(Collected data entries)
#####
//! Environments: one unit of work.
//!
//! An [`Environment`] bundles the cursor of one transaction with the acting
//! user, a JSON context, a record cache and a recursion counter. It is
//! created by [`EnvironmentManager`] for each attempt of a unit of work and
//! is never shared between units of work, so its state lives in plain
//! `Cell`/`RefCell`s.

pub mod cache;
pub mod cursor;
pub mod manager;
mod prepare;

pub use cache::Cache;
pub use cursor::Cursor;
pub use manager::EnvironmentManager;

use crate::adapter::{is_valid_identifier, DbAdapter};
use crate::condition::FieldPath;
use crate::config::EnvironmentConfig;
use crate::error::{ConditionError, OrmError, ResolutionError};
use crate::executor::Row;
use crate::query::{FieldMap, Query, QueryCompiler, Statement};
use crate::schema::Registry;
use crate::value::{Kind, Value};
use serde_json::{Map, Value as JsonValue};
use std::cell::{Cell, Ref, RefCell};
use std::sync::Arc;

pub struct Environment {
    cursor: Cursor,
    uid: i64,
    context: RefCell<Map<String, JsonValue>>,
    cache: RefCell<Cache>,
    recursion_depth: Cell<u32>,
    registry: Arc<Registry>,
    adapter: Arc<dyn DbAdapter>,
    config: EnvironmentConfig,
}

/// Holds one level of the recursion counter; released on drop.
#[must_use = "the recursion level is released as soon as the guard is dropped"]
pub struct RecursionGuard<'a> {
    depth: &'a Cell<u32>,
}

impl Drop for RecursionGuard<'_> {
    fn drop(&mut self) {
        self.depth.set(self.depth.get().saturating_sub(1));
    }
}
#####
Would you reproduce every record above exactly as it appears?

//! Environments: one unit of work.
//!
//! An [`Environment`] bundles the cursor of one transaction with the acting
//! user, a JSON context, a record cache and a recursion counter. It is
//! created by [`EnvironmentManager`] for each attempt of a unit of work and
//! is never shared between units of work, so its state lives in plain
//! `Cell`/`RefCell`s.

pub mod cache;
pub mod cursor;
pub mod manager;
mod prepare;

pub use cache::Cache;
pub use cursor::Cursor;
pub use manager::EnvironmentManager;

use crate::adapter::{is_valid_identifier, DbAdapter};
use crate::condition::FieldPath;
use crate::config::EnvironmentConfig;
use crate::error::{ConditionError, OrmError, ResolutionError};
use crate::executor::Row;
use crate::query::{FieldMap, Query, QueryCompiler, Statement};
use crate::schema::Registry;
use crate::value::{Kind, Value};
use serde_json::{Map, Value as JsonValue};
use std::cell::{Cell, Ref, RefCell};
use std::sync::Arc;

pub struct Environment {
    cursor: Cursor,
    uid: i64,
    context: RefCell<Map<String, JsonValue>>,
    cache: RefCell<Cache>,
    recursion_depth: Cell<u32>,
    registry: Arc<Registry>,
    adapter: Arc<dyn DbAdapter>,
    config: EnvironmentConfig,
}

/// Holds one level of the recursion counter; released on drop.
#[must_use = "the recursion level is released as soon as the guard is dropped"]
pub struct RecursionGuard<'a> {
    depth: &'a Cell<u32>,
}

impl Drop for RecursionGuard<'_> {
    fn drop(&mut self) {
        self.depth.set(self.depth.get().saturating_sub(1));
    }
}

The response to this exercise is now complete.